For users who work with agents over extended periods, this is a real friction point. They remember the conversations. They remember that a specific approach was discussed and rejected. They remember the reasoning. The agent does not, because the agent’s memory system stripped away the episode and kept only the fact. The result is a conversation where the user has to repeatedly re-establish context that they thought was already shared.
Episodic memory fixes this by giving the agent the same ability to recall past conversations that the user naturally has. Not perfectly, not completely, but enough to avoid the worst failures of repetition and context loss. The agent can say “we discussed this on May 10th and went with option B because of the Edge compatibility constraint” instead of proposing option A as if it had never been considered.
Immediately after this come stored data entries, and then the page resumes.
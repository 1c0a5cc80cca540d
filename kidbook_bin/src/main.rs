#[cfg(all(test, feature = "sqlite", not(feature = "postgres")))]
mod integration_test;

use std::sync::Arc;

#[cfg(feature = "postgres")]
use dao_impl_postgres as dao_impl;
#[cfg(all(feature = "sqlite", not(feature = "postgres")))]
use dao_impl_sqlite as dao_impl;

use dao_impl::{
    booking::BookingDaoImpl, booking_session::BookingSessionDaoImpl, child::ChildDaoImpl,
    coach::CoachDaoImpl, offering::OfferingDaoImpl, schedule::ScheduleDaoImpl,
    vendor::VendorDaoImpl, TransactionDaoImpl, TransactionImpl,
};
use service::config::ConfigService;
use service_impl::{
    booking::BookingServiceDeps, booking_number::BookingNumberServiceDeps,
    clock::ClockServiceImpl, config::ConfigServiceImpl,
    confirmation::BookingConfirmationServiceDeps, slot_reservation::SlotReservationServiceDeps,
    uuid_service::UuidServiceImpl,
};

#[cfg(feature = "postgres")]
type Database = sqlx::Postgres;
#[cfg(all(feature = "sqlite", not(feature = "postgres")))]
type Database = sqlx::Sqlite;
type Pool = sqlx::Pool<Database>;

#[cfg(all(feature = "sqlite", not(feature = "postgres")))]
const DEFAULT_DATABASE_URL: &str = "sqlite:./localdb.sqlite3";

type Transaction = TransactionImpl;
type TransactionDao = TransactionDaoImpl;
type ChildDao = ChildDaoImpl;
type CoachDao = CoachDaoImpl;
type VendorDao = VendorDaoImpl;
type OfferingDao = OfferingDaoImpl;
type ScheduleDao = ScheduleDaoImpl;
type BookingDao = BookingDaoImpl;
type BookingSessionDao = BookingSessionDaoImpl;

type ClockService = ClockServiceImpl;
type UuidService = UuidServiceImpl;

pub struct BookingNumberServiceDependencies;
impl BookingNumberServiceDeps for BookingNumberServiceDependencies {
    type Transaction = Transaction;
    type ClockService = ClockService;
    type UuidService = UuidService;
}
type BookingNumberService =
    service_impl::booking_number::BookingNumberServiceImpl<BookingNumberServiceDependencies>;

pub struct SlotReservationServiceDependencies;
impl SlotReservationServiceDeps for SlotReservationServiceDependencies {
    type Transaction = Transaction;
    type ScheduleDao = ScheduleDao;
    type BookingSessionDao = BookingSessionDao;
}
type SlotReservationService = service_impl::slot_reservation::SlotReservationServiceImpl<
    SlotReservationServiceDependencies,
>;

pub struct BookingConfirmationServiceDependencies;
impl BookingConfirmationServiceDeps for BookingConfirmationServiceDependencies {
    type Transaction = Transaction;
    type OfferingDao = OfferingDao;
    type ChildDao = ChildDao;
    type CoachDao = CoachDao;
    type TransactionDao = TransactionDao;
}
type BookingConfirmationService = service_impl::confirmation::BookingConfirmationServiceImpl<
    BookingConfirmationServiceDependencies,
>;

pub struct BookingServiceDependencies;
impl BookingServiceDeps for BookingServiceDependencies {
    type Transaction = Transaction;
    type ChildDao = ChildDao;
    type OfferingDao = OfferingDao;
    type VendorDao = VendorDao;
    type BookingDao = BookingDao;
    type BookingSessionDao = BookingSessionDao;
    type SlotReservationService = SlotReservationService;
    type BookingConfirmationService = BookingConfirmationService;
    type BookingNumberService = BookingNumberService;
    type ConfigService = ConfigServiceImpl;
    type ClockService = ClockService;
    type TransactionDao = TransactionDao;
}
type BookingService = service_impl::booking::BookingServiceImpl<BookingServiceDependencies>;

#[derive(Clone)]
pub struct RestStateImpl {
    booking_service: Arc<BookingService>,
}
impl rest::RestStateDef for RestStateImpl {
    type BookingService = BookingService;

    fn backend_version(&self) -> Arc<str> {
        Arc::from(env!("CARGO_PKG_VERSION"))
    }

    fn booking_service(&self) -> Arc<Self::BookingService> {
        self.booking_service.clone()
    }
}
impl RestStateImpl {
    pub fn new(pool: Arc<Pool>) -> Self {
        let transaction_dao = Arc::new(TransactionDao::new(pool.clone()));
        let child_dao = Arc::new(ChildDao::new(pool.clone()));
        let offering_dao = Arc::new(OfferingDao::new(pool.clone()));
        let booking_session_dao = Arc::new(BookingSessionDao::new(pool.clone()));
        let clock_service = Arc::new(ClockServiceImpl);
        let uuid_service = Arc::new(UuidServiceImpl);

        let booking_number_service = Arc::new(BookingNumberService {
            clock_service: clock_service.clone(),
            uuid_service,
        });
        let slot_reservation_service = Arc::new(SlotReservationService {
            schedule_dao: Arc::new(ScheduleDao::new(pool.clone())),
            booking_session_dao: booking_session_dao.clone(),
        });
        let confirmation_service = Arc::new(BookingConfirmationService {
            offering_dao: offering_dao.clone(),
            child_dao: child_dao.clone(),
            coach_dao: Arc::new(CoachDao::new(pool.clone())),
            transaction_dao: transaction_dao.clone(),
        });
        let booking_service = Arc::new(BookingService {
            child_dao,
            offering_dao,
            vendor_dao: Arc::new(VendorDao::new(pool.clone())),
            booking_dao: Arc::new(BookingDao::new(pool.clone())),
            booking_session_dao,
            slot_reservation_service,
            confirmation_service,
            booking_number_service,
            config_service: Arc::new(ConfigServiceImpl),
            clock_service,
            transaction_dao,
        });

        Self { booking_service }
    }
}

fn init_logging() -> Result<(), tracing::subscriber::SetGlobalDefaultError> {
    use tracing_subscriber::EnvFilter;

    let filter = EnvFilter::try_from_default_env().unwrap_or_else(|_| EnvFilter::new("info"));

    #[cfg(feature = "json_logging")]
    let subscriber = tracing_subscriber::FmtSubscriber::builder()
        .with_env_filter(filter)
        .json()
        .with_span_events(tracing_subscriber::fmt::format::FmtSpan::CLOSE)
        .with_span_list(true)
        .with_file(true)
        .finish();

    #[cfg(all(feature = "local_logging", not(feature = "json_logging")))]
    let subscriber = tracing_subscriber::FmtSubscriber::builder()
        .with_env_filter(filter)
        .pretty()
        .with_file(true)
        .finish();

    #[cfg(not(any(feature = "local_logging", feature = "json_logging")))]
    let subscriber = tracing_subscriber::FmtSubscriber::builder()
        .with_env_filter(filter)
        .finish();

    tracing::subscriber::set_global_default(subscriber)
}

#[cfg(all(feature = "sqlite", not(feature = "postgres")))]
async fn connect(database_url: Option<Arc<str>>) -> Result<Pool, Box<dyn std::error::Error>> {
    use std::{str::FromStr, time::Duration};

    use sqlx::sqlite::{SqliteConnectOptions, SqliteJournalMode, SqlitePoolOptions};

    let options =
        SqliteConnectOptions::from_str(database_url.as_deref().unwrap_or(DEFAULT_DATABASE_URL))?
            .create_if_missing(true)
            .journal_mode(SqliteJournalMode::Wal)
            .busy_timeout(Duration::from_secs(5));
    let pool = SqlitePoolOptions::new().connect_with(options).await?;
    sqlx::migrate!("../migrations/sqlite").run(&pool).await?;
    Ok(pool)
}

#[cfg(feature = "postgres")]
async fn connect(database_url: Option<Arc<str>>) -> Result<Pool, Box<dyn std::error::Error>> {
    let database_url = database_url.ok_or("DATABASE_URL must be set for postgres")?;
    let pool = sqlx::postgres::PgPoolOptions::new()
        .connect(&database_url)
        .await?;
    sqlx::migrate!("../migrations/postgres").run(&pool).await?;
    Ok(pool)
}

#[tokio::main]
async fn main() -> Result<(), Box<dyn std::error::Error>> {
    dotenvy::dotenv().ok();
    init_logging()?;
    tracing::info!("kidbook backend version: {}", env!("CARGO_PKG_VERSION"));

    let config = ConfigServiceImpl.get_config().await?;
    let pool = Arc::new(connect(config.database_url.clone()).await?);
    let rest_state = RestStateImpl::new(pool);

    rest::start_server(rest_state, &config.server_address).await?;
    Ok(())
}
use std::sync::Arc;

use crate::{ResultDbErrorExt, TransactionImpl};
use async_trait::async_trait;
use dao::{vendor::VendorDao, DaoError};
use sqlx::query_as;

pub struct VendorDaoImpl {
    pub _pool: Arc<sqlx::SqlitePool>,
}
impl VendorDaoImpl {
    pub fn new(pool: Arc<sqlx::SqlitePool>) -> Self {
        Self { _pool: pool }
    }
}

#[async_trait]
impl VendorDao for VendorDaoImpl {
    type Transaction = TransactionImpl;

    async fn find_business_name(
        &self,
        id: i64,
        tx: Self::Transaction,
    ) -> Result<Option<Arc<str>>, DaoError> {
        Ok(
            query_as::<_, (String,)>("SELECT business_name FROM vendors WHERE id = ?")
                .bind(id)
                .fetch_optional(tx.tx.lock().await.as_mut())
                .await
                .map_db_error()?
                .map(|(business_name,)| business_name.into()),
        )
    }
}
This matters more as agents become more capable and take on more responsibility. An agent that can write code but cannot remember why previous code was written a certain way is only half as useful as one that can do both. An agent that can debug but cannot remember what was already tried is going to waste time repeating failed approaches. An agent that can make architectural decisions but cannot recall the context of previous decisions is going to make inconsistent choices.
The trajectory of agent systems is toward longer-lived, more autonomous agents that maintain ongoing relationships with users and projects. That trajectory makes episodic memory not a nice-to-have but a requirement. The agent that remembers what happened is the agent that can learn from experience. The agent that only remembers facts is, at best, a very capable reference system.
I have been running NanoClaw long enough now that the conversations folder has real history in it. Projects that evolved over weeks, debugging sessions that took unexpected turns, decisions that made sense at the time but needed revisiting months later. The raw transcripts are messy, incomplete, and harder to search than I would like. But they are there. And when a user says “remember when we…”, the system can actually do that. That capability, imperfect as it is, changes the nature of the interaction from stateless to continuous, from transactional to relational. The engineering work ahead is about making episodic memory cheaper to store, faster to search, and more reliable to retrieve. The case for building it is already clear.